Commentaire sur l’évangile de Jean, 4

Même pour ressusciter des morts, le Sauveur ne se contente pas d’agir par sa parole, porteuse pourtant des ordres divins. Pour cette œuvre si magnifique, il prend comme coopératrice, si l’on peut dire, sa propre chair, afin de montrer qu’elle a le pouvoir de donner la vie, et pour faire voir qu’elle ne fait qu’un avec lui : elle est bien en effet sa chair à lui, et non pas un corps étranger.

C’est ce qui est arrivé quand il a ressuscité la fille du chef de la synagogue, en lui disant : « Mon enfant, lève-toi ! » (Mc 5,41) Il l’a prise par la main, selon qu’il est écrit. Il lui a redonné la vie, comme Dieu, par un commandement tout-puissant, et il l’a vivifiée aussi par le contact de sa sainte chair — témoignant ainsi que, dans son corps comme dans sa parole, une même énergie divine était à l’œuvre. De même encore, quand il est arrivé dans une ville nommée Naïm, où l’on enterrait le fils unique de la veuve, il a touché le cercueil en disant : « Jeune homme, je te le dis, lève-toi ! » (Lc 7,14)

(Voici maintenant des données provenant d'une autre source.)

//! Manifest structure validation.
//!
//! Every `<extension>` document is checked against the schema of its
//! extension type after a few prechecks on the root element.

use crate::error::Result;
use crate::lint::{Finding, Rule, RuleContext, RuleId, RuleReport};
use crate::manifest::{ExtensionType, ManifestValidator, ParsedNode, SchemaCatalog, MANIFEST_ROOT};

use super::manifests;

/// Validates extension manifests against the per-type schemas.
pub struct ManifestRule {
    catalog: SchemaCatalog,
}

impl ManifestRule {
    pub fn new(catalog: SchemaCatalog) -> Self {
        Self { catalog }
    }

    /// Rule backed by the embedded schema documents.
    pub fn builtin() -> Result<Self> {
        Ok(Self::new(SchemaCatalog::builtin()?))
    }

    /// All findings for one manifest root, prechecks first.
    pub fn check_manifest(&self, root: &ParsedNode) -> Vec<Finding> {
        let mut findings = Vec::new();

        let type_name = root.attr("type").unwrap_or_default();
        let Ok(ty) = type_name.parse::<ExtensionType>() else {
            findings.push(Finding::error(format!(
                "Unknown extension type '{}'",
                type_name
            )));
            return findings;
        };

        let Some(schema) = self.catalog.schema(ty) else {
            findings.push(Finding::error(format!(
                "Extension type '{}' is not accepted, no schema is available",
                ty
            )));
            return findings;
        };

        if root.attr("method") != Some("upgrade") {
            findings.push(Finding::warning(
                "The <extension> element has no method=\"upgrade\" attribute",
            ));
        }

        if ty.requires_client() {
            match root.attr("client") {
                None => findings.push(Finding::error(format!(
                    "The <{}> element is missing the 'client' attribute",
                    root.name()
                ))),
                Some("site" | "administrator") => {}
                Some(other) => findings.push(Finding::error(format!(
                    "Unknown value '{}' of the 'client' attribute on <{}>, expected site or administrator",
                    other,
                    root.name()
                ))),
            }
        }

        findings.extend(ManifestValidator::new(schema).validate(root, MANIFEST_ROOT));
        findings
    }
}

impl Rule for ManifestRule {
    fn id(&self) -> RuleId {
        RuleId::new("MANIFEST")
    }

    fn title(&self) -> &str {
        "Manifest structure"
    }

    fn description(&self) -> &str {
        "Checks extension manifests against the schema of their extension type"
    }

    fn check(&self, ctx: &RuleContext, report: &mut RuleReport<'_>) -> Result<()> {
        for (path, root) in manifests(ctx) {
            tracing::debug!("Validating manifest {}", path.display());
            report.add_findings(&path, self.check_manifest(&root));
        }
        Ok(())
    }
}

#[cfg(test)]
mod tests {
    use super::*;
    use crate::lint::{Report, Severity};
    use crate::manifest::{Mode, Schema};
    use std::fs;
    use tempfile::TempDir;

    fn rule() -> ManifestRule {
        let schema = Schema::new()
            .with_children(
                "extension",
                &[("name", Mode::Required), ("version", Mode::Recommended)],
            )
            .unwrap()
            .with_attributes("extension", &["type", "method", "client"]);
        let mut catalog = SchemaCatalog::empty();
        catalog.insert(ExtensionType::Module, schema.clone());
        catalog.insert(ExtensionType::Component, schema);
        ManifestRule::new(catalog)
    }

    fn check(xml: &str) -> Vec<Finding> {
        rule().check_manifest(&ParsedNode::parse(xml).unwrap())
    }

    #[test]
    fn clean_module_has_no_findings() {
        let findings = check(
            r#"<extension type="module" client="site" method="upgrade">
                 <name>mod_hello</name><version>1.0.0</version>
               </extension>"#,
        );
        assert!(findings.is_empty(), "{:?}", findings);
    }

    #[test]
    fn unknown_type_stops_checking() {
        let findings = check(r#"<extension type="widget"/>"#);
        assert_eq!(findings.len(), 1);
        assert_eq!(findings[0].severity, Severity::Error);
        assert!(findings[0].message.contains("'widget'"));
    }

    #[test]
    fn missing_schema_stops_checking() {
        let findings = check(r#"<extension type="plugin"/>"#);
        assert_eq!(findings.len(), 1);
        assert!(findings[0].message.contains("not accepted"));
    }

    #[test]
    fn missing_upgrade_method_warns() {
        let findings = check(
            r#"<extension type="component"><name>x</name><version>1</version></extension>"#,
        );
        assert_eq!(findings.len(), 1);
        assert_eq!(findings[0].severity, Severity::Warning);
        assert!(findings[0].message.contains("method"));
    }

    #[test]
    fn module_client_is_required_and_checked() {
        let missing = check(
            r#"<extension type="module" method="upgrade"><name>x</name><version>1</version></extension>"#,
        );
        assert_eq!(missing.len(), 1);
        assert!(missing[0].message.contains("'client'"));

        let wrong = check(
            r#"<extension type="module" client="api" method="upgrade"><name>x</name><version>1</version></extension>"#,
        );
        assert_eq!(wrong.len(), 1);
        assert!(wrong[0].message.contains("'api'"));
    }

    #[test]
    fn prechecks_come_before_schema_findings() {
        let findings = check(r#"<extension type="module" client="site"><foo/></extension>"#);
        let severities: Vec<_> = findings.iter().map(|f| f.severity).collect();
        assert_eq!(
            severities,
            vec![
                Severity::Warning,
                Severity::Error,
                Severity::Warning,
                Severity::Info,
                Severity::Info
            ]
        );
    }

    #[test]
    fn builtin_rule_accepts_a_typical_module() {
        let rule = ManifestRule::builtin().unwrap();
        let root = ParsedNode::parse(
            r#"<extension type="module" client="site" method="upgrade">
                 <name>MOD_HELLO</name>
                 <author>Jane</author>
                 <creationDate>2024-01</creationDate>
                 <copyright>(C) Jane</copyright>
                 <license>GPL-2.0-or-later</license>
                 <authorEmail>jane@example.com</authorEmail>
                 <authorUrl>https://example.com</authorUrl>
                 <version>1.0.0</version>
                 <description>MOD_HELLO_XML_DESCRIPTION</description>
                 <files>
                   <filename module="mod_hello">mod_hello.php</filename>
                   <folder>tmpl</folder>
                 </files>
                 <config>
                   <fields name="params">
                     <fieldset name="basic">
                       <field name="greeting" type="text" default="Hi"/>
                     </fieldset>
                   </fields>
                 </config>
               </extension>"#,
        )
        .unwrap();

        let findings = rule.check_manifest(&root);
        assert!(findings.is_empty(), "{:?}", findings);
    }

    #[test]
    fn check_reports_per_manifest_file() {
        let temp = TempDir::new().unwrap();
        fs::write(
            temp.path().join("mod_a.xml"),
            r#"<extension type="widget"/>"#,
        )
        .unwrap();
        fs::write(temp.path().join("config.xml"), "<config/>").unwrap();

        let rule = rule();
        let mut report = Report::new();
        rule.check(&RuleContext::new(temp.path()), &mut report.for_rule(rule.id()))
            .unwrap();

        assert_eq!(report.len(), 1);
        let diagnostic = &report.diagnostics()[0];
        assert_eq!(diagnostic.rule_id, RuleId::new("MANIFEST"));
        assert!(diagnostic.file.ends_with("mod_a.xml"));
    }
}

Ainsi, non seulement il confère à sa parole le pouvoir de ressusciter les morts, mais encore, pour montrer que son corps est vivifiant, il touche les morts, et par sa chair il fait passer la vie dans leurs cadavres. Si le seul contact de sa chair sacrée rend la vie à un corps qui se décompose, quel profit ne trouverons-nous pas à sa vivifiante eucharistie quand nous ferons d’elle notre nourriture ? Elle transformera totalement en son bien propre, qui est l’immortalité, ceux qui y auront participé.